It is late on a Friday night, in the middle of a shoot that won’t wrap until 7 a.m. The cast, the crew and everyone who has been around him for the last five exhausting nights look dead tired, but Silver, as always, is a large, bearded perpetual motion machine, storming from one end of the Pantages Theater lobby to the other, the enormous shirttail of his loose-fitting beige cotton shirt billowing behind him as he walks.

“Make me a list of songs about twins,” he barks at one point, making his way past the theater’s grand old staircases and Art Deco statuary. “Is Joey here? Where’s Joey? Has anybody seen Pesci?”

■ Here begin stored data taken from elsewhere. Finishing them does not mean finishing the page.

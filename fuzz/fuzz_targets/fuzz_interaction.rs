#![no_main]

use arbitrary::Arbitrary;
use libfuzzer_sys::fuzz_target;
use tline_core::{Group, Item, ItemId, ResizeEdges, TimelineConfig, VisibleRange};
use tline_interact::{
    HitZone, InteractionContext, InteractionEffect, InteractionMachine, PointerEvent, PointerKind,
    ScrollSurface,
};
use tline_layout::CanvasWindow;

#[derive(Debug, Arbitrary)]
enum Op {
    Down { item: u8, handle: bool, touch: bool, x: i16, y: i16 },
    Move { x: i16, y: i16 },
    Up { x: i16, y: i16 },
    Lost,
    Cancel,
}

#[derive(Debug, Arbitrary)]
struct Script {
    both_edges: bool,
    can_change_group: bool,
    snap_minutes: u8,
    selected: u8,
    ops: Vec<Op>,
}

const HOUR: i64 = 3_600_000;

fuzz_target!(|script: Script| {
    let config = TimelineConfig {
        stacking_enabled: true,
        drag_snap_millis: i64::from(script.snap_minutes) * 60_000,
        can_change_group: script.can_change_group,
        can_resize: if script.both_edges {
            ResizeEdges::Both
        } else {
            ResizeEdges::Right
        },
        ..TimelineConfig::default()
    };
    let groups = vec![Group::new(1, "A"), Group::new(2, "B")];
    let items = vec![
        Item::new(1, 1, HOUR, 2 * HOUR),
        Item::new(2, 1, 90 * 60_000, 3 * HOUR),
        Item::new(3, 2, 0, HOUR),
    ];
    let window = CanvasWindow::from_config(&config);
    let viewport = window.viewport_for(VisibleRange::new(0, 10 * HOUR), 1_000.0);
    let surface = ScrollSurface {
        scroll_left: viewport.scroll_left(),
        ..ScrollSurface::default()
    };

    let selected = [ItemId::new(u64::from(script.selected % 4))];
    let mut machine = InteractionMachine::new();
    let mut terminal = 0usize;
    for op in script.ops.iter().take(128) {
        let event = match *op {
            Op::Down { item, handle, touch, x, y } => PointerEvent::Down {
                item: ItemId::new(u64::from(item % 4)),
                hit: if handle { HitZone::ResizeHandle } else { HitZone::Body },
                kind: if touch { PointerKind::Touch } else { PointerKind::Mouse },
                x: f64::from(x),
                y: f64::from(y),
            },
            Op::Move { x, y } => PointerEvent::Move { x: f64::from(x), y: f64::from(y) },
            Op::Up { x, y } => PointerEvent::Up { x: f64::from(x), y: f64::from(y) },
            Op::Lost => PointerEvent::Lost,
            Op::Cancel => PointerEvent::Cancel,
        };
        let layout = window.stack(&viewport, &items, &groups, machine.interaction_override());
        let ctx = InteractionContext {
            config: &config,
            axis: viewport.axis(),
            surface,
            items: &items,
            groups: &groups,
            layout: &layout,
            selected: &selected,
            validator: None,
        };
        let was_active = machine.is_active();
        let transition = machine.apply(&event, &ctx);

        // Post-conditions that must always hold:
        assert!(!transition.effects.is_empty(), "every step reports an effect");
        for effect in &transition.effects {
            match effect {
                InteractionEffect::MoveCommit { group, .. } => {
                    assert!(was_active);
                    assert!(groups.iter().any(|g| g.id == *group), "commit to unknown group");
                    terminal += 1;
                }
                InteractionEffect::ResizeCommit { delta, .. } => {
                    assert!(was_active);
                    assert_ne!(*delta, 0);
                    terminal += 1;
                }
                _ => {}
            }
        }
        if transition.to.is_idle() {
            assert!(machine.interaction_override().is_none());
        }
    }
    assert!(terminal <= script.ops.len());
});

Silver waits, just for a moment, in the center of the lobby, which has been outfitted, for the night, to look like a rundown casino. There are slot machines along the back wall, blackjack and crap tables to either side of the bar, which has been cheesed up with red leather and topped with a huge multicolored bouquet of illuminated plastic fibers, the kind you see in malls at bad-taste specialty shops. Silver’s assistants, most of them dressed just like their boss in pseudo-safari wear and rubber-soled desert boots, fan out across the set to search for Pesci. Too late, though. Silver is moving again.

“He’s already doing better than some directors I’ve worked with,” Pesci says later, getting ready to play a scene at the blackjack table. “He knows when he’s got a shot and when to move on, which is half the battle. People think that somebody can just get lucky and produce movies that make a lot of money. It’s not so. You have to have talent to succeed at anything.”

“Being a producer is what I’ve always wanted to do,” Silver will say when the filming is finished, asked if he plans to direct again. “The producer is the one who gets the story together, gets the people, makes the picture happen. The producer is the guy who gets the notion and carries it all the way through. This was just something I wanted to try. I did it and now I’m done.”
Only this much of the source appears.